The sanctions and who is on the list
On February 24, the US Department of the Treasury’s Office of Foreign Assets Control sanctioned seven individuals and entities connected to the theft and sale of proprietary American cyber tools. The full designation is published on the Treasury’s official website, and the action was taken simultaneously with the Department of State under the Protecting American Intellectual Property Act—the first time this law has ever been used.
At the center of the network is Sergey Sergeyevich Zelenyuk, a Russian national based in St. Petersburg. Zelenyuk runs Matrix LLC, which operates publicly under the name Operation Zero. The company has functioned as an exploit broker since 2021, paying bounties to cybersecurity researchers and hackers in exchange for so-called “exploits”—pieces of code that exploit vulnerabilities in software to gain unauthorized access, steal data, or take control of devices. Operation Zero offered these rewards specifically for exploits targeting US-built operating systems and encrypted messaging applications, and in its own public materials stated it would only sell what it acquired to customers from non-NATO countries.
Among the tools Operation Zero obtained were at least eight proprietary cyber instruments created exclusively for use by the US government and its allies. Those tools were stolen by Peter Williams, an Australian national and former employee of the US company that developed them, who pleaded guilty in October 2025 to two counts of trade secret theft. Williams sold the tools to Operation Zero between 2022 and 2025 in exchange for millions of dollars paid in cryptocurrency. Operation Zero then resold them to at least one unauthorized user.
The six others designated alongside Zelenyuk are:
- Marina Evgenyevna Vasanovich, Zelenyuk’s personal assistant, designated for acting on his behalf.
- Special Technology Services LLC FZ (STS), a UAE-based technology company controlled by Zelenyuk, used as an offshore arm of the operation.
- Azizjon Makhmudovich Mamashoyev, who previously worked with Operation Zero and went on to found his own exploit brokerage.
- Advance Security Solutions, an offensive cybersecurity company founded by Mamashoyev, with operations in the UAE and Uzbekistan, which, like Operation Zero, offered bounties for exploits targeting US-built software.

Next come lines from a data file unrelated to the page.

// Ontology data models

use chrono::NaiveDate;
use serde::{Deserialize, Serialize};

/// Ontology term identifier, e.g. "GO:0008150" or "IPR000001"
pub type TermId = String;

// ============================================================================
// Term
// ============================================================================

/// A node of the term graph together with its record attributes
#[derive(Debug, Clone, PartialEq, Eq, Serialize, Deserialize)]
pub struct Term {
    pub id: TermId,

    /// Display name
    pub name: Option<String>,

    /// Namespace or category, e.g. "biological_process" or "Domain"
    pub namespace: Option<String>,

    /// Quoted text of the definition
    pub definition: Option<String>,

    pub is_obsolete: bool,

    pub synonyms: Vec<Synonym>,

    /// Cross-references to other databases
    pub xrefs: Vec<String>,

    pub alt_ids: Vec<String>,

    /// Parent as written on the line of an indentation tree file
    pub parent: Option<TermId>,
}

impl Term {
    pub fn new(id: impl Into<TermId>) -> Self {
        Term {
            id: id.into(),
            name: None,
            namespace: None,
            definition: None,
            is_obsolete: false,
            synonyms: Vec::new(),
            xrefs: Vec::new(),
            alt_ids: Vec::new(),
            parent: None,
        }
    }

    pub fn with_name(mut self, name: impl Into<String>) -> Self {
        self.name = Some(name.into());
        self
    }

    pub fn with_namespace(mut self, namespace: impl Into<String>) -> Self {
        self.namespace = Some(namespace.into());
        self
    }

    pub fn in_namespace(&self, namespace: &str) -> bool {
        self.namespace.as_deref() == Some(namespace)
    }
}

// ============================================================================
// Synonym
// ============================================================================

#[derive(Debug, Clone, Serialize, Deserialize, PartialEq, Eq)]
pub struct Synonym {
    pub scope: SynonymScope,
    pub text: String,
}

/// Synonym scope
#[derive(Debug, Clone, Copy, PartialEq, Eq, Serialize, Deserialize)]
#[serde(rename_all = "UPPERCASE")]
pub enum SynonymScope {
    Exact,
    Broad,
    Narrow,
    Related,
}

impl SynonymScope {
    pub fn parse(s: &str) -> Option<Self> {
        match s.to_uppercase().as_str() {
            "EXACT" => Some(SynonymScope::Exact),
            "BROAD" => Some(SynonymScope::Broad),
            "NARROW" => Some(SynonymScope::Narrow),
            "RELATED" => Some(SynonymScope::Related),
            _ => None,
        }
    }
}

// ============================================================================
// Relationship Type
// ============================================================================

/// Label carried by a term graph edge
#[derive(Debug, Clone, PartialEq, Eq, Hash, PartialOrd, Ord, Serialize, Deserialize)]
#[serde(rename_all = "snake_case")]
pub enum RelationshipType {
    IsA,
    PartOf,
    Regulates,
    PositivelyRegulates,
    NegativelyRegulates,
    HasPart,
    OccursIn,
    /// Any relation name without a dedicated variant
    Other(String),
}

impl RelationshipType {
    pub fn parse(s: &str) -> Self {
        match s {
            "is_a" => RelationshipType::IsA,
            "part_of" => RelationshipType::PartOf,
            "regulates" => RelationshipType::Regulates,
            "positively_regulates" => RelationshipType::PositivelyRegulates,
            "negatively_regulates" => RelationshipType::NegativelyRegulates,
            "has_part" => RelationshipType::HasPart,
            "occurs_in" => RelationshipType::OccursIn,
            other => RelationshipType::Other(other.to_string()),
        }
    }

    pub fn as_str(&self) -> &str {
        match self {
            RelationshipType::IsA => "is_a",
            RelationshipType::PartOf => "part_of",
            RelationshipType::Regulates => "regulates",
            RelationshipType::PositivelyRegulates => "positively_regulates",
            RelationshipType::NegativelyRegulates => "negatively_regulates",
            RelationshipType::HasPart => "has_part",
            RelationshipType::OccursIn => "occurs_in",
            RelationshipType::Other(name) => name,
        }
    }
}

impl std::fmt::Display for RelationshipType {
    fn fmt(&self, f: &mut std::fmt::Formatter<'_>) -> std::fmt::Result {
        write!(f, "{}", self.as_str())
    }
}

impl std::str::FromStr for RelationshipType {
    type Err = std::convert::Infallible;

    fn from_str(s: &str) -> Result<Self, Self::Err> {
        Ok(RelationshipType::parse(s))
    }
}

// ============================================================================
// Evidence Code
// ============================================================================

/// GO evidence code
/// See: http://geneontology.org/docs/guide-go-evidence-codes/
#[derive(Debug, Clone, PartialEq, Eq, Hash, Serialize, Deserialize)]
pub struct EvidenceCode(pub String);

impl EvidenceCode {
    pub const EXP: &'static str = "EXP"; // Inferred from Experiment
    pub const IDA: &'static str = "IDA"; // Inferred from Direct Assay
    pub const IPI: &'static str = "IPI"; // Inferred from Physical Interaction
    pub const IMP: &'static str = "IMP"; // Inferred from Mutant Phenotype
    pub const IGI: &'static str = "IGI"; // Inferred from Genetic Interaction
    pub const IEP: &'static str = "IEP"; // Inferred from Expression Pattern
    pub const TAS: &'static str = "TAS"; // Traceable Author Statement
    pub const IC: &'static str = "IC"; // Inferred by Curator
    pub const IEA: &'static str = "IEA"; // Inferred from Electronic Annotation

    /// Codes kept by default when splitting annotations for training
    pub const CURATED: [&'static str; 8] = [
        Self::EXP,
        Self::IDA,
        Self::IPI,
        Self::IMP,
        Self::IGI,
        Self::IEP,
        Self::TAS,
        Self::IC,
    ];

    pub fn new(code: impl Into<String>) -> Self {
        EvidenceCode(code.into())
    }

    pub fn as_str(&self) -> &str {
        &self.0
    }

    pub fn is_experimental(&self) -> bool {
        matches!(
            self.0.as_str(),
            Self::EXP | Self::IDA | Self::IPI | Self::IMP | Self::IGI | Self::IEP
        )
    }

    pub fn is_electronic(&self) -> bool {
        self.0 == Self::IEA
    }
}

impl std::fmt::Display for EvidenceCode {
    fn fmt(&self, f: &mut std::fmt::Formatter<'_>) -> std::fmt::Result {
        write!(f, "{}", self.0)
    }
}

// ============================================================================
// Annotation Record
// ============================================================================

/// Qualifier token marking an explicit non-association
pub const NEGATION: &str = "NOT";

/// One gene association line: an entity linked to a term
#[derive(Debug, Clone, PartialEq, Eq, Serialize, Deserialize)]
pub struct AnnotationRecord {
    /// Source database, e.g. "UniProtKB"
    pub db: String,

    /// DB_Object_ID, e.g. "P04637"
    pub entity_id: String,

    /// DB_Object_Symbol, e.g. "TP53"
    pub entity_symbol: String,

    /// Qualifier tokens, e.g. ["NOT", "enables"]
    pub qualifier: Vec<String>,

    pub term_id: TermId,

    pub evidence: EvidenceCode,

    /// P, F or C
    pub aspect: String,

    pub entity_name: Option<String>,

    pub entity_type: Option<String>,

    /// NCBI taxon ids without the "taxon:" prefix
    pub taxon_ids: Vec<String>,

    pub date: Option<NaiveDate>,

    pub assigned_by: Option<String>,
}

impl AnnotationRecord {
    pub fn is_negated(&self) -> bool {
        self.qualifier.iter().any(|q| q == NEGATION)
    }

    /// Qualifier with the negation token removed, tokens joined by '|'
    pub fn clean_qualifier(&self) -> String {
        self.qualifier
            .iter()
            .filter(|q| *q != NEGATION && !q.is_empty())
            .map(String::as_str)
            .collect::<Vec<_>>()
            .join("|")
    }
}

/// Column of an annotation record usable as a grouping key
#[derive(Debug, Clone, Copy, PartialEq, Eq, Hash, Serialize, Deserialize)]
#[serde(rename_all = "snake_case")]
pub enum AnnotationField {
    #[serde(alias = "DB")]
    Db,
    #[serde(alias = "DB_Object_ID", alias = "gene_id", alias = "protein_id")]
    EntityId,
    #[serde(alias = "DB_Object_Symbol", alias = "gene_name")]
    EntitySymbol,
    #[serde(alias = "Qualifier")]
    Qualifier,
    #[serde(alias = "GO_ID", alias = "go_id")]
    TermId,
    #[serde(alias = "Evidence")]
    Evidence,
    #[serde(alias = "Aspect")]
    Aspect,
    #[serde(alias = "Taxon_ID", alias = "species_id")]
    Taxon,
    #[serde(alias = "Assigned_By")]
    AssignedBy,
}

impl AnnotationField {
    /// Column name as written in GAF documentation
    pub fn column_name(&self) -> &'static str {
        match self {
            AnnotationField::Db => "DB",
            AnnotationField::EntityId => "DB_Object_ID",
            AnnotationField::EntitySymbol => "DB_Object_Symbol",
            AnnotationField::Qualifier => "Qualifier",
            AnnotationField::TermId => "GO_ID",
            AnnotationField::Evidence => "Evidence",
            AnnotationField::Aspect => "Aspect",
            AnnotationField::Taxon => "Taxon_ID",
            AnnotationField::AssignedBy => "Assigned_By",
        }
    }

    /// Field value of `record`; multi-valued fields are joined by '|'
    pub fn value(&self, record: &AnnotationRecord) -> String {
        match self {
            AnnotationField::Db => record.db.clone(),
            AnnotationField::EntityId => record.entity_id.clone(),
            AnnotationField::EntitySymbol => record.entity_symbol.clone(),
            AnnotationField::Qualifier => record.qualifier.join("|"),
            AnnotationField::TermId => record.term_id.clone(),
            AnnotationField::Evidence => record.evidence.0.clone(),
            AnnotationField::Aspect => record.aspect.clone(),
            AnnotationField::Taxon => record.taxon_ids.join("|"),
            AnnotationField::AssignedBy => record.assigned_by.clone().unwrap_or_default(),
        }
    }
}

impl std::str::FromStr for AnnotationField {
    type Err = String;

    fn from_str(s: &str) -> Result<Self, Self::Err> {
        match s {
            "db" | "DB" => Ok(AnnotationField::Db),
            "entity_id" | "DB_Object_ID" | "gene_id" | "protein_id" => Ok(AnnotationField::EntityId),
            "entity_symbol" | "DB_Object_Symbol" | "gene_name" => Ok(AnnotationField::EntitySymbol),
            "qualifier" | "Qualifier" => Ok(AnnotationField::Qualifier),
            "term_id" | "GO_ID" | "go_id" => Ok(AnnotationField::TermId),
            "evidence" | "Evidence" => Ok(AnnotationField::Evidence),
            "aspect" | "Aspect" => Ok(AnnotationField::Aspect),
            "taxon" | "Taxon_ID" | "species_id" => Ok(AnnotationField::Taxon),
            "assigned_by" | "Assigned_By" => Ok(AnnotationField::AssignedBy),
            _ => Err(format!("Unknown annotation field: {}", s)),
        }
    }
}

// ============================================================================
// Tests
// ============================================================================

#[cfg(test)]
#[allow(clippy::unwrap_used, clippy::expect_used)]
mod tests {
    use super::*;

    fn record(qualifier: &[&str]) -> AnnotationRecord {
        AnnotationRecord {
            db: "UniProtKB".to_string(),
            entity_id: "P04637".to_string(),
            entity_symbol: "TP53".to_string(),
            qualifier: qualifier.iter().map(|s| s.to_string()).collect(),
            term_id: "GO:0003700".to_string(),
            evidence: EvidenceCode::new("IDA"),
            aspect: "F".to_string(),
            entity_name: None,
            entity_type: Some("protein".to_string()),
            taxon_ids: vec!["9606".to_string()],
            date: NaiveDate::from_ymd_opt(2016, 3, 1),
            assigned_by: Some("UniProt".to_string()),
        }
    }

    #[test]
    fn test_relationship_type_parse() {
        assert_eq!(RelationshipType::parse("is_a"), RelationshipType::IsA);
        assert_eq!(RelationshipType::parse("part_of"), RelationshipType::PartOf);
        assert_eq!(
            RelationshipType::parse("happens_during"),
            RelationshipType::Other("happens_during".to_string())
        );
        assert_eq!(RelationshipType::parse("happens_during").as_str(), "happens_during");
        assert_eq!(RelationshipType::IsA.to_string(), "is_a");
    }

    #[test]
    fn test_synonym_scope_parse() {
        assert_eq!(SynonymScope::parse("exact"), Some(SynonymScope::Exact));
        assert_eq!(SynonymScope::parse("NARROW"), Some(SynonymScope::Narrow));
        assert_eq!(SynonymScope::parse("vague"), None);
    }

    #[test]
    fn test_evidence_code_classification() {
        assert!(EvidenceCode::new("IDA").is_experimental());
        assert!(!EvidenceCode::new("TAS").is_experimental());
        assert!(EvidenceCode::new("IEA").is_electronic());
        assert!(EvidenceCode::CURATED.contains(&"IC"));
        assert!(!EvidenceCode::CURATED.contains(&EvidenceCode::IEA));
    }

    #[test]
    fn test_negated_qualifier() {
        let negated = record(&["NOT", "enables"]);
        assert!(negated.is_negated());
        assert_eq!(negated.clean_qualifier(), "enables");

        let plain = record(&["contributes_to"]);
        assert!(!plain.is_negated());
        assert_eq!(plain.clean_qualifier(), "contributes_to");

        assert_eq!(record(&[]).clean_qualifier(), "");
    }

    #[test]
    fn test_annotation_field_values() {
        let r = record(&["NOT", "enables"]);
        assert_eq!(AnnotationField::EntitySymbol.value(&r), "TP53");
        assert_eq!(AnnotationField::Qualifier.value(&r), "NOT|enables");
        assert_eq!(AnnotationField::Taxon.value(&r), "9606");
        assert_eq!(
            "gene_name".parse::<AnnotationField>().unwrap(),
            AnnotationField::EntitySymbol
        );
        assert!("Date".parse::<AnnotationField>().is_err());
    }
}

- Oleg Vyacheslavovich Kucherov, a Russian national identified as a suspected member of the Trickbot cybercrime gang. Trickbot is a malware network first identified in 2016 that has carried out ransomware attacks against US government agencies, hospitals, and healthcare centers. The Treasury had already sanctioned other Trickbot members in February and September 2023. Kucherov had a prior working relationship with Operation Zero.
“If you steal US trade secrets, we will hold you accountable,” said Treasury Secretary Scott Bessent.
What the sanctions mean in practice
All property and interests in property of the designated individuals and entities within US jurisdiction are now frozen. Any transactions involving them by US individuals are prohibited unless specifically authorized by OFAC. Entities owned 50 percent or more by any of the blocked individuals are also blocked. Financial institutions and other companies risk sanctions exposure for any dealings with the designated network.
The legal dimension is significant beyond the financial impact. This is the first use of the Protecting American Intellectual Property Act, which targets those who engage in significant theft of US trade secrets when that theft poses a material threat to national security or economic stability. The fact that both Treasury and State acted simultaneously, and that the Justice Department’s investigation of Williams ran in parallel, points to a coordinated interagency effort rather than a routine designation.
The broader context
Operation Zero did not emerge in isolation. Russia’s capacity to access Western technology and cyber tools has not been eliminated by existing sanctions—it has been rerouted through brokers, intermediaries, and offshore entities, with the UAE serving as a recurring hub. As Insight News reported, Washington has sanctioned hundreds of Russian entities across the technology and defense sectors, including cybersecurity companies. And as our investigation into how Russia circumvents sanctions to procure microchips showed, the pattern is consistent: direct routes are closed, and proxy networks fill the gap.
The Operation Zero case makes the same point in the cyber domain. A St. Petersburg broker, a UAE shell company, a cryptocurrency payment trail, a former Western employee willing to sell—and at the end of the chain, stolen US government tools in the hands of foreign intelligence services that explicitly exclude NATO allies from their client list.
That is not a gap in the system. That is the system working as Russia designed it.